There is no breeze at all off the river and the humidity washes over me like a warm rainstorm. A hundred or so other music lovers are packed into a small outside patio, the smart ones sitting motionless, drinking cold beer and margaritas, melting like ice cream. The musicians, under lights that only add insult to injury, play on and each shake of their heads sends a fine spray of sweat into the air. Trying to take photographs in this unbearable heat, my shirt sticks to my back, my joints ache, my glasses slip. Though still only mid June, it's a steam bath kind of night - mercilessly hot and wilting. After only an hour, I can do more and I trudge to the car, head for a nearby bar and collapse into a table in the back. Drenched, dripping and used up, I cursed hormones, humidity, hot flashes and the entire southeast United States. I would've traded a piece of my soul for a snowbank.

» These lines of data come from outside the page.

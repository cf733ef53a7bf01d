//! Physics module for rigid bodies and contact reporting
//!
//! Provides a small impulse integrator with circle and edge-loop shapes,
//! bitmask filtering and contact begin/end events.

pub mod body;
pub mod collision_layers;
pub mod world;

pub use body::{BodyKind, BodyShape, RigidBody};
pub use collision_layers::CollisionLayers;
pub use world::{Contact, ContactEvent, ContactPair, PhysicsWorld};
//! Game systems, run by the session in a fixed order each frame:
//! spawner, actions, physics, motion post-step, collision, outcome.

pub mod animation;
pub mod collision;
pub mod controls;
pub mod motion;
pub mod outcome;
pub mod spawner;

pub use collision::{detector_for, CollisionDetector, Detection};
pub use motion::{policy_for, MotionDescriptor, MotionPolicy, MotionReport};
pub use outcome::OutcomeHandler;
pub use spawner::Spawner;
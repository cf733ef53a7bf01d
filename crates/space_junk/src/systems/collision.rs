//! Ship/debris collision detection
//!
//! Three detectors share one trait:
//!
//! - [`PollingDetector`] tests debris frames against the ship frame every frame
//! - [`PairContactDetector`] classifies physics contacts by category
//! - [`AnyContactDetector`] treats any contact as fatal, for hosts without
//!   category masks

use crate::categories::Category;
use crate::components::EntityKind;
use crate::config::DetectorModel;
use crate::stage::Stage;
use arcade_engine::prelude::*;

/// Result of one detection pass
#[derive(Debug, Clone, Default, PartialEq, Eq)]
pub struct Detection {
    /// The ship was hit this frame
    pub game_over: bool,
    /// Debris removed by the hit
    pub destroyed: Vec<Entity>,
}

/// Pluggable collision detection
pub trait CollisionDetector {
    /// Short name for logging
    fn name(&self) -> &'static str;

    /// Whether this detector reads physics contacts
    fn uses_contacts(&self) -> bool;

    /// Inspect the stage after the physics step
    fn detect(&mut self, stage: &mut Stage) -> Detection;
}

/// Build the detector for a detection model
pub fn detector_for(model: DetectorModel) -> Box<dyn CollisionDetector> {
    match model {
        DetectorModel::Polling => Box::new(PollingDetector),
        DetectorModel::Contact => Box::new(PairContactDetector),
        DetectorModel::AnyContact => {
            log::warn!("Using any-contact detection; debris/debris contacts will end the game");
            Box::new(AnyContactDetector)
        }
    }
}

/// Bounding-box test of every debris frame against the ship frame
#[derive(Debug, Clone, Copy, Default)]
pub struct PollingDetector;

impl CollisionDetector for PollingDetector {
    fn name(&self) -> &'static str {
        "polling"
    }

    fn uses_contacts(&self) -> bool {
        false
    }

    fn detect(&mut self, stage: &mut Stage) -> Detection {
        let ship = stage.ship.and_then(|ship| stage.world.get(ship));
        let Some(ship_frame) = ship.map(|ship| ship.frame()) else {
            return Detection::default();
        };

        let hits = stage.world.handles_where(|node| {
            node.is(EntityKind::Debris) && node.frame().intersects(&ship_frame)
        });
        for &debris in &hits {
            stage.despawn(debris);
        }

        Detection {
            game_over: !hits.is_empty(),
            destroyed: hits,
        }
    }
}

/// Physics contacts classified by the union of both participants' categories
#[derive(Debug, Clone, Copy, Default)]
pub struct PairContactDetector;

impl CollisionDetector for PairContactDetector {
    fn name(&self) -> &'static str {
        "contact"
    }

    fn uses_contacts(&self) -> bool {
        true
    }

    fn detect(&mut self, stage: &mut Stage) -> Detection {
        let mut detection = Detection::default();
        let events: Vec<ContactEvent> = stage.contacts.drain().collect();

        for event in events {
            let ContactEvent::Begin(contact) = event else {
                continue;
            };
            let categories = Category::from_bits_truncate(contact.categories());

            if categories == Category::SHIP | Category::DEBRIS {
                if let Some(debris) = contact.entity_in(Category::DEBRIS.bits()) {
                    if stage.despawn(debris).is_some() {
                        detection.destroyed.push(debris);
                    }
                }
                detection.game_over = true;
            } else if categories == Category::DEBRIS {
                log::debug!("Debris {} touched debris {}", contact.a.id(), contact.b.id());
            }
        }

        detection
    }
}

/// Any contact at all ends the game
#[derive(Debug, Clone, Copy, Default)]
pub struct AnyContactDetector;

impl CollisionDetector for AnyContactDetector {
    fn name(&self) -> &'static str {
        "any_contact"
    }

    fn uses_contacts(&self) -> bool {
        true
    }

    fn detect(&mut self, stage: &mut Stage) -> Detection {
        let game_over = stage
            .contacts
            .drain()
            .fold(false, |hit, event| hit || matches!(event, ContactEvent::Begin(_)));
        Detection {
            game_over,
            destroyed: Vec::new(),
        }
    }
}

#[cfg(test)]
mod tests {
    use super::*;
    use crate::components::Node;

    fn stage_with_ship(x: f32, y: f32) -> Stage {
        let mut stage = Stage::new(Viewport::new(800.0, 800.0), Some(2));
        let ship = Node::new(EntityKind::Ship, "player", Vec2::new(x, y), Vec2::new(99.0, 75.0));
        let body = RigidBody::kinematic(BodyShape::circle_for_size(ship.size));
        stage.ship = Some(stage.spawn_with_body(ship, body));
        stage
    }

    fn debris_at(stage: &mut Stage, x: f32, y: f32) -> Entity {
        let size = Vec2::new(43.0, 43.0);
        let node = Node::new(EntityKind::Debris, "meteorGrey_med1", Vec2::new(x, y), size);
        let body = RigidBody::kinematic(BodyShape::circle_for_size(node.size));
        stage.spawn_with_body(node, body)
    }

    fn step(stage: &mut Stage) {
        stage.physics.step(1.0 / 60.0, &mut stage.world, &mut stage.contacts);
    }

    #[test]
    fn test_polling_removes_every_overlapping_debris() {
        let mut stage = stage_with_ship(400.0, 150.0);
        let near = debris_at(&mut stage, 420.0, 170.0);
        let also_near = debris_at(&mut stage, 380.0, 140.0);
        let far = debris_at(&mut stage, 100.0, 700.0);

        let detection = PollingDetector.detect(&mut stage);

        assert!(detection.game_over);
        assert_eq!(detection.destroyed, vec![near, also_near]);
        assert!(stage.world.contains(far));
        assert!(!stage.world.contains(near));
    }

    #[test]
    fn test_polling_without_overlap() {
        let mut stage = stage_with_ship(400.0, 150.0);
        debris_at(&mut stage, 400.0, 600.0);
        assert_eq!(PollingDetector.detect(&mut stage), Detection::default());
    }

    #[test]
    fn test_pair_contact_ship_and_debris() {
        let mut stage = stage_with_ship(400.0, 150.0);
        let debris = debris_at(&mut stage, 400.0, 200.0);
        step(&mut stage);

        let detection = PairContactDetector.detect(&mut stage);
        assert!(detection.game_over);
        assert_eq!(detection.destroyed, vec![debris]);
        assert!(stage.contacts.is_empty());
    }

    #[test]
    fn test_overlapping_debris_only_end_the_game_with_any_contact() {
        let mut stage = stage_with_ship(400.0, 150.0);
        debris_at(&mut stage, 100.0, 600.0);
        debris_at(&mut stage, 120.0, 610.0);
        step(&mut stage);
        assert_eq!(stage.contacts.len(), 1);

        let mut replay = stage.contacts.clone();
        let detection = PairContactDetector.detect(&mut stage);
        assert!(!detection.game_over);
        assert_eq!(stage.count_of(EntityKind::Debris), 2);

        std::mem::swap(&mut stage.contacts, &mut replay);
        assert!(AnyContactDetector.detect(&mut stage).game_over);
    }

    #[test]
    fn test_end_events_are_ignored() {
        let mut stage = stage_with_ship(400.0, 150.0);
        let debris = debris_at(&mut stage, 400.0, 200.0);
        step(&mut stage);
        stage.contacts.clear();

        stage.world.get_mut(debris).unwrap().transform.position.y = 700.0;
        step(&mut stage);
        assert_eq!(stage.contacts.len(), 1);
        assert_eq!(PairContactDetector.detect(&mut stage), Detection::default());
        assert_eq!(AnyContactDetector.detect(&mut stage), Detection::default());
    }
}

New England seems a lifetime away, another planet perhaps, where I froze for the first two thirds of my life, never being able to get warm enough despite longjohns and as many layers as I could pull on and still be able to walk. I took care with gloves and mittens and scarves and boots and my throat would often burn from the cold while my fingers turned numb and my toes reddened and itched madly with that pre-frost bite sensation. I prayed for an early spring, then for an endless summer and was never satisfied with any season. Moving south seemed like a dream come true, an end to the misery and brutality of winter, the answer to my prayers. Now, as sweat poured into my eyes and every breath was like inhaling a chunk of saturated sponge, as everything radiated astonishing mugginess and the heat was like drowning, I began to have second thoughts.

It was just after one when I left the bar and stepped back into a wave of heat. The time and temperature flashing on one of the buildings told me it was 1:03 and 99 degrees. In New England, I thought, it would be just after midnight and somewhere around 70. In Nova Scotia, it would be just after 11 and with the wind off the ocean no more than 65.

There are days and nights when the places you don't happen to be seem to be perfect.